Au début du livre, il déclare que « nous vivons dans un monde qui avant
tout se compose non de choses, mais de lignes […]. À l'origine, le terme anglais thing
signifiait à la fois un rassemblement de personnes et un lieu où l'on se
réunissait pour délibérer et résoudre des affaires. Comme le dérivé du mot le
suggère, toute chose est un parlement de lignes. »
Quelles sont alors ces lignes qui s'entremêlent
à l'Observatoire, ces lignes entre lesquelles il faut passer et qu'il faut
nouer, afin de répondre à ma double question ? Ces lignes pourraient ainsi
former une figure sexangulaire ou ce que l'on appelle en musique un sextuor :
1)
l'expérience de l'étonnement
2) l'expérience de la nuit
3) l'expérience de la
beauté
4) l'expérience de la sublimité
5) l'expérience des images
6)
l'expérience du bien.
1) L'étonnement
Si l'observatoire de Rouen est un
lieu philosophique ce n'est évidemment pas en un sens disciplinaire, scolaire
ou universitaire. Sa dimension philosophique ne doit pas s'entendre en un sens
académique comme celle des cours que je prononce depuis le début de carrière,
en lycée puis à l'université. La philosophie doit donc s'entendre en un sens
beaucoup plus large. Ce sens est très ancien puisqu'il remonte aux Grecs qui
inventèrent à la fois le nom et la chose afin d'en faire un lieu commun.

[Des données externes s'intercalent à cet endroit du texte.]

/// Receives an edit script turning the "old" sequence into the "new" one.
///
/// All indices are absolute positions in the sequences that were passed to
/// the diff function.  Every method has a default that does nothing, so a
/// hook only implements what it is interested in.
pub trait DiffHook: Sized {
    /// The error produced from the hook methods.
    type Error;

    /// `len` elements starting at `old_index` in the old sequence equal the
    /// ones starting at `new_index` in the new sequence.
    fn equal(&mut self, old_index: usize, new_index: usize, len: usize) -> Result<(), Self::Error> {
        let _ = (old_index, new_index, len);
        Ok(())
    }

    /// `old_len` elements starting at `old_index` are removed.  `new_index`
    /// is the position in the new sequence the removal happens at.
    fn delete(
        &mut self,
        old_index: usize,
        old_len: usize,
        new_index: usize,
    ) -> Result<(), Self::Error> {
        let _ = (old_index, old_len, new_index);
        Ok(())
    }

    /// `new_len` elements starting at `new_index` of the new sequence are
    /// added before `old_index` of the old sequence.
    fn insert(
        &mut self,
        old_index: usize,
        new_index: usize,
        new_len: usize,
    ) -> Result<(), Self::Error> {
        let _ = (old_index, new_index, new_len);
        Ok(())
    }

    /// A deletion directly followed by an insertion.
    ///
    /// The O(NP) script never emits this on its own; wrap the hook in
    /// [`Replace`](crate::algorithms::Replace) to get them.  The default
    /// falls back to `delete` and `insert`.
    fn replace(
        &mut self,
        old_index: usize,
        old_len: usize,
        new_index: usize,
        new_len: usize,
    ) -> Result<(), Self::Error> {
        self.delete(old_index, old_len, new_index)?;
        self.insert(old_index + old_len, new_index, new_len)
    }

    /// Called once after the whole script was emitted.
    fn finish(&mut self) -> Result<(), Self::Error> {
        Ok(())
    }
}

impl<'a, D: DiffHook + 'a> DiffHook for &'a mut D {
    type Error = D::Error;

    fn equal(&mut self, old_index: usize, new_index: usize, len: usize) -> Result<(), Self::Error> {
        (**self).equal(old_index, new_index, len)
    }

    fn delete(
        &mut self,
        old_index: usize,
        old_len: usize,
        new_index: usize,
    ) -> Result<(), Self::Error> {
        (**self).delete(old_index, old_len, new_index)
    }

    fn insert(
        &mut self,
        old_index: usize,
        new_index: usize,
        new_len: usize,
    ) -> Result<(), Self::Error> {
        (**self).insert(old_index, new_index, new_len)
    }

    fn replace(
        &mut self,
        old_index: usize,
        old_len: usize,
        new_index: usize,
        new_len: usize,
    ) -> Result<(), Self::Error> {
        (**self).replace(old_index, old_len, new_index, new_len)
    }

    fn finish(&mut self) -> Result<(), Self::Error> {
        (**self).finish()
    }
}

#[test]
fn test_forwarding() {
    use crate::algorithms::{onp, Capture};

    let mut capture = Capture::new();
    {
        let mut forward = &mut capture;
        onp::diff_slices(&mut forward, b"ab", b"b").unwrap();
    }
    assert_eq!(capture.ops().len(), 2);
}
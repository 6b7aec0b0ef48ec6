use std::ops::{Index, Range};

use crate::algorithms::{onp, Capture, DiffOp, Replace};

/// Creates a diff between old and new capturing the ops.
///
/// This is like [`onp::diff`] but instead of using an arbitrary hook this
/// will always use [`Replace`] + [`Capture`] and return the captured
/// [`DiffOp`]s.
pub fn capture_diff<Old, New>(
    old: &Old,
    old_range: Range<usize>,
    new: &New,
    new_range: Range<usize>,
) -> Vec<DiffOp>
where
    Old: Index<usize> + ?Sized,
    New: Index<usize> + ?Sized,
    New::Output: PartialEq<Old::Output>,
{
    let mut d = Replace::new(Capture::new());
    match onp::diff(&mut d, old, old_range, new, new_range) {
        Ok(()) => d.into_inner().into_ops(),
        Err(never) => match never {},
    }
}

/// Creates a diff between two slices capturing the ops.
pub fn capture_diff_slices<T: PartialEq>(old: &[T], new: &[T]) -> Vec<DiffOp> {
    capture_diff(old, 0..old.len(), new, 0..new.len())
}

/// Return a measure of similarity in the range `0..=1`.
///
/// A ratio of `1.0` means the two sequences are a complete match, a
/// ratio of `0.0` would indicate completely distinct sequences.  The input
/// is the sequence of diff operations and the length of the old and new
/// sequence.
pub fn get_diff_ratio(ops: &[DiffOp], old_len: usize, new_len: usize) -> f32 {
    let matches = ops
        .iter()
        .map(|op| match *op {
            DiffOp::Equal { len, .. } => len,
            _ => 0,
        })
        .sum::<usize>();
    let len = old_len + new_len;
    if len == 0 {
        1.0
    } else {
        2.0 * matches as f32 / len as f32
    }
}

#[test]
fn test_capture_diff() {
    insta::assert_debug_snapshot!(capture_diff_slices(&[0, 1, 2, 3, 4, 4, 4, 5], &[0, 1, 2, 8, 9, 4, 4, 7]), @r###"
    [
        Equal {
            old_index: 0,
            new_index: 0,
            len: 3,
        },
        Replace {
            old_index: 3,
            old_len: 1,
            new_index: 3,
            new_len: 2,
        },
        Equal {
            old_index: 4,
            new_index: 5,
            len: 2,
        },
        Replace {
            old_index: 6,
            old_len: 2,
            new_index: 7,
            new_len: 1,
        },
    ]
    "###);
}

#[test]
fn test_get_diff_ratio() {
    let ops = capture_diff_slices(b"ABCABBA", b"CBABAC");
    assert_eq!(get_diff_ratio(&ops, 7, 6), 8.0 / 13.0);
    assert_eq!(get_diff_ratio(&[], 0, 0), 1.0);
    let ops = capture_diff_slices(b"abc", b"xyz");
    assert_eq!(get_diff_ratio(&ops, 3, 3), 0.0);
}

Philosopher, c'est connaître. Philosopher, c'est connaître rationnellement et logiquement
(ce sont les Grecs qui distinguent le muthos du logos et qui ce
faisant fondent notre culture comme culture scientifique). Mais, plus largement
encore, plus fondamentalement sûrement, philosopher, ce n'est pas connaître en
construisant nécessairement une théorie cohérente, voire systématique.
Philosopher, c'est, disent Platon et Aristote, s'étonner (thaumazein).
C'est adopter un esprit général, une manière globale de penser, une démarche affective
(pathos) aussi, consistant à admirer le monde et à s'inquiéter de
lui :
« Par les dieux, Socrate [c'est Théétète qui parle dans
le dialogue qui porte son nom et qui est consacré à la définition de la
science. Le passage porte sur l'examen de la définition sophiste de la science,
celle relativiste de Protagoras : la science comme sensation qui faisait
dire au grand sophiste : « l'homme est la mesure de toute
chose »], je suis perdu d'étonnement quand je me demande ce que tout cela
peut-être, et il arrive qu'à le considérer, je me sens véritablement pris de
vertige. Socrate répond : C'est la marque d'un philosophe que le sentiment
d'étonnement que tu éprouves. La philosophie, en effet, n'a pas d'autre
origine, et celui qui a fait d'Iris la fille de Thaumas
n'est pas, il me semble, un mauvais généalogiste. » Platon, Théétète,
155d.
La philosophie est sise entièrement dans
la figure allégorique d'Iris, la fille du dieu de l'étonnement qui apparaît dans
le phénomène de l'arc-en-ciel : phénomène céleste, phénomène optique,
objet pour la vue et le regard de l'observation, phénomène qui joint le ciel et
la terre (les hommes et les dieux), qui contient plusieurs couleurs et même
toutes les couleurs, qui est à la fois complexe, instable et beau.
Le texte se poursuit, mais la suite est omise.